=== Work instructions ===
Taking the line with "#[cfg(not(unix))]" as the first and the last line of the entries as the final one, copy that span exactly.

⁂

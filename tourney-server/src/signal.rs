use tokio::sync::watch;

/// Returns a receiver that changes once the process is asked to terminate (SIGINT, or SIGTERM
/// on unix).
pub fn listen() -> watch::Receiver<bool> {
    let (tx, rx) = watch::channel(false);

    tokio::spawn(async move {
        terminate().await;

        log::info!("Received shutdown signal");
        let _ = tx.send(true);
    });

    rx
}

#[cfg(unix)]
async fn terminate() {
    use tokio::signal::unix::{signal, SignalKind};

    let mut sigterm = match signal(SignalKind::terminate()) {
        Ok(sigterm) => sigterm,
        Err(err) => {
            log::warn!("Failed to install SIGTERM handler: {}", err);
            ctrl_c().await;
            return;
        }
    };

    tokio::select! {
        _ = ctrl_c() => {}
        _ = sigterm.recv() => {}
    }
}

#[cfg(not(unix))]
async fn terminate() {
    ctrl_c().await;
}

async fn ctrl_c() {
    if let Err(err) = tokio::signal::ctrl_c().await {
        log::error!("Failed to listen for SIGINT: {}", err);
        // Never resolve, shutting down on a broken handler is worse.
        futures::future::pending::<()>().await;
    }
}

⁂

=== Answer to this exercise ===
#[cfg(not(unix))]
async fn terminate() {
    ctrl_c().await;
}

async fn ctrl_c() {
    if let Err(err) = tokio::signal::ctrl_c().await {
        log::error!("Failed to listen for SIGINT: {}", err);
        // Never resolve, shutting down on a broken handler is worse.
        futures::future::pending::<()>().await;
    }
}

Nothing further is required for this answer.